Exercise instructions - Scan the material that follows. Copy every line containing the word "contact".

------ Materials provided ------

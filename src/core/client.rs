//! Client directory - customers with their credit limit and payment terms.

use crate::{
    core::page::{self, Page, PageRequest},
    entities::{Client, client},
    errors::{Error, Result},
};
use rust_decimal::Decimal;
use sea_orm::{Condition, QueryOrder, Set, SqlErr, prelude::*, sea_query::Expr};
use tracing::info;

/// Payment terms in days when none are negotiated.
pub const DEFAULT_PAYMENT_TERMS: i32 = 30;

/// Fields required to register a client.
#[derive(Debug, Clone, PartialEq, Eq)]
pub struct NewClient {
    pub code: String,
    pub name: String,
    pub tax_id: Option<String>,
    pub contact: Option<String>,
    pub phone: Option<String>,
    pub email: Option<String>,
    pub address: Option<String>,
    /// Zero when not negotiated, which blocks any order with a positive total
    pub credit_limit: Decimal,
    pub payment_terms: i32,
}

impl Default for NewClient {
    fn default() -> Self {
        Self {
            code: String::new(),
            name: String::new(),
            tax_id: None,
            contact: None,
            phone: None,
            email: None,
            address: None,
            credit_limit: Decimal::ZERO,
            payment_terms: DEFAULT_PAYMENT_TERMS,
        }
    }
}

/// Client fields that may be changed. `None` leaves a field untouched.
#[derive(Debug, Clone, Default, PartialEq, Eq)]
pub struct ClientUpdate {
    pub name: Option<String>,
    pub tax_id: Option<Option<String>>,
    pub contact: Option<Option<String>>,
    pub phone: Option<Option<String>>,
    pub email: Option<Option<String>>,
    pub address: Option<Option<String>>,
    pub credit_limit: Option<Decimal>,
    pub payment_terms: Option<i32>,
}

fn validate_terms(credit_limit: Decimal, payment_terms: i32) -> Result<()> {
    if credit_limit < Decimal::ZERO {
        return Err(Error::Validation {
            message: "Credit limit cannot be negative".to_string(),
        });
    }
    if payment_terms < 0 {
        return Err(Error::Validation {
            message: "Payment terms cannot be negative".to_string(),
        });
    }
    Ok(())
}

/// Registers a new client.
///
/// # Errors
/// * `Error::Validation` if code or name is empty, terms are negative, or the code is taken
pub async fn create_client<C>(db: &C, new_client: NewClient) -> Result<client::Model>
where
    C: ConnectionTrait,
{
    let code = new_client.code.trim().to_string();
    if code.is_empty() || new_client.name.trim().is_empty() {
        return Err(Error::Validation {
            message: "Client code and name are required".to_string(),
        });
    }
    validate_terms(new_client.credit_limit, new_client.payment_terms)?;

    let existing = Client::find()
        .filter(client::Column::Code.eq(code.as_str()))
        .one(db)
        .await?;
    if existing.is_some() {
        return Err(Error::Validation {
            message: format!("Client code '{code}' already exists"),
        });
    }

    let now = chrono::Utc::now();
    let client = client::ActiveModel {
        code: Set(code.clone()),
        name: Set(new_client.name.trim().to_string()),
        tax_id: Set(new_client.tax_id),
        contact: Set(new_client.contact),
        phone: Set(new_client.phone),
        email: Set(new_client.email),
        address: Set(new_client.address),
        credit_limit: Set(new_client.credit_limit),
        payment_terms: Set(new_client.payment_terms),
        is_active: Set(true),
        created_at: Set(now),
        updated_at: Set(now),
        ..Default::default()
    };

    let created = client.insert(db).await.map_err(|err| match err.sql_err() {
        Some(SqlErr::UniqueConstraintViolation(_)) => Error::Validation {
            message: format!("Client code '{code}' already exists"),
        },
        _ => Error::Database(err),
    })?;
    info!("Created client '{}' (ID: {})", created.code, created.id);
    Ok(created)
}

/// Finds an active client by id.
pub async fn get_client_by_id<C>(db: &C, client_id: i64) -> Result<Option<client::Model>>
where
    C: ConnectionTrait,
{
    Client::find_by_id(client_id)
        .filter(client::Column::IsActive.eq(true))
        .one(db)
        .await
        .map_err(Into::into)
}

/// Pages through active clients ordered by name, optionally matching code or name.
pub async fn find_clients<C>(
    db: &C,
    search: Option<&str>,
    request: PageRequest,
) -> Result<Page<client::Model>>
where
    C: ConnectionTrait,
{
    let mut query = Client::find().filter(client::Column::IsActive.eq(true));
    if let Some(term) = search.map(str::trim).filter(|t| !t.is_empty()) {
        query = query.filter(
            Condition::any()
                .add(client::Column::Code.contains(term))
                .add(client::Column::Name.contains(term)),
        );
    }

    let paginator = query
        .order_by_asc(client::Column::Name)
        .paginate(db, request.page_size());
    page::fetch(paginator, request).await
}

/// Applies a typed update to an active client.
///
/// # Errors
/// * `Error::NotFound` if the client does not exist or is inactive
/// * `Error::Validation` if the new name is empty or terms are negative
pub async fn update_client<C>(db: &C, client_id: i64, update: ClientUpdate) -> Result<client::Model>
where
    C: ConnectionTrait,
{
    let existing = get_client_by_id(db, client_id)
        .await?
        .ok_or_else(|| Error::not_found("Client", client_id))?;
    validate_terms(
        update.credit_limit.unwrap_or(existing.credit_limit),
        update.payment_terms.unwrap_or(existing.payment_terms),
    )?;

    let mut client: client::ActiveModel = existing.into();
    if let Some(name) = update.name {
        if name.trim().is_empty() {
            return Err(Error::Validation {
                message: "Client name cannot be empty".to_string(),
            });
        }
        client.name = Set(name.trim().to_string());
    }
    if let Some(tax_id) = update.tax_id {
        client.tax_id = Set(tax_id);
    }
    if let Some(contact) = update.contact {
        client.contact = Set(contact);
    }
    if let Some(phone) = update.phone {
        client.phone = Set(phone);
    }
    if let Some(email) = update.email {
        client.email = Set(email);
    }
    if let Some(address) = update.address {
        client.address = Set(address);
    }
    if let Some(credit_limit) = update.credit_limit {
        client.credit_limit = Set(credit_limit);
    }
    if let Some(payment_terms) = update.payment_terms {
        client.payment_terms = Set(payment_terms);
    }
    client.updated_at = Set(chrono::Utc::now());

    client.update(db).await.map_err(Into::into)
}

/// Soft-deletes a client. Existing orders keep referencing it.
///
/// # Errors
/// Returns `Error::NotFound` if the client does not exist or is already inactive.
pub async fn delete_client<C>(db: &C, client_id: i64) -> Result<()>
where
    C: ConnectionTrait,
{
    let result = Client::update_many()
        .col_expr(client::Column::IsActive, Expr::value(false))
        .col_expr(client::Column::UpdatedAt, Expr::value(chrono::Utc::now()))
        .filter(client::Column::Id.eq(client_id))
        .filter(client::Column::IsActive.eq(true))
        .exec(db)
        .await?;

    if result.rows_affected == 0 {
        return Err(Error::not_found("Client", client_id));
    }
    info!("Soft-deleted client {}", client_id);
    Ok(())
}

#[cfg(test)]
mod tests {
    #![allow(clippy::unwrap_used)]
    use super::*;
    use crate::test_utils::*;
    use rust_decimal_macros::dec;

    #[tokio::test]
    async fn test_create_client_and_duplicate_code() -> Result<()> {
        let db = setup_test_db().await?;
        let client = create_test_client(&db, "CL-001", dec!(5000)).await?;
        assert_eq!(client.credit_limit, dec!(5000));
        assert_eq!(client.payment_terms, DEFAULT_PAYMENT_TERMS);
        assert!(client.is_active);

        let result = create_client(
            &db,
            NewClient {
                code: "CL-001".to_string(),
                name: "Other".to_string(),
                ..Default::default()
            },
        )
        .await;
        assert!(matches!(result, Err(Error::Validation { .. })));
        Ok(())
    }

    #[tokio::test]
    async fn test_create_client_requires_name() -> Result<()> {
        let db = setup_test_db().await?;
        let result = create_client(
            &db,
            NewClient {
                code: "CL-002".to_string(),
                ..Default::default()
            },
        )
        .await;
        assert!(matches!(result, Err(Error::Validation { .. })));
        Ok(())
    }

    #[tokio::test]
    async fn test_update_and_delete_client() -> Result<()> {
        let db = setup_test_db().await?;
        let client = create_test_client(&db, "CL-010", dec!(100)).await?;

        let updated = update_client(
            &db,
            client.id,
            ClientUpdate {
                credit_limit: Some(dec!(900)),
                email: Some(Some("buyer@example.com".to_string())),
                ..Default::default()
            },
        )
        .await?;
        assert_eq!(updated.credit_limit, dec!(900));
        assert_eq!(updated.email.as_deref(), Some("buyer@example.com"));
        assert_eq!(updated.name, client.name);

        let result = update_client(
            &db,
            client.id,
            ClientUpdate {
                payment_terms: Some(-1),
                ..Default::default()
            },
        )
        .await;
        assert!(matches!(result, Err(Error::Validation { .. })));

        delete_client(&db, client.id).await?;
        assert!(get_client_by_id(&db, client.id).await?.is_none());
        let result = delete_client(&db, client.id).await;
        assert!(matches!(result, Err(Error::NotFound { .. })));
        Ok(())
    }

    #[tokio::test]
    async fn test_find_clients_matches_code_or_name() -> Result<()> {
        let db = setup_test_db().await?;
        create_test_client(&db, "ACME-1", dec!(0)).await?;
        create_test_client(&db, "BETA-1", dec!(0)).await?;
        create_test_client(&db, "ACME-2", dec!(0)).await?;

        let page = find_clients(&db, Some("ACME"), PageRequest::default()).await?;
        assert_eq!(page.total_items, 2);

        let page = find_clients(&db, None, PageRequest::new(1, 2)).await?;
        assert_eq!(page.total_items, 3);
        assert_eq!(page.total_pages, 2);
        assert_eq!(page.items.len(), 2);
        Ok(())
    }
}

------

Answer to this task -
    pub contact: Option<String>,
            contact: None,
    pub contact: Option<Option<String>>,
        contact: Set(new_client.contact),
    if let Some(contact) = update.contact {
        client.contact = Set(contact);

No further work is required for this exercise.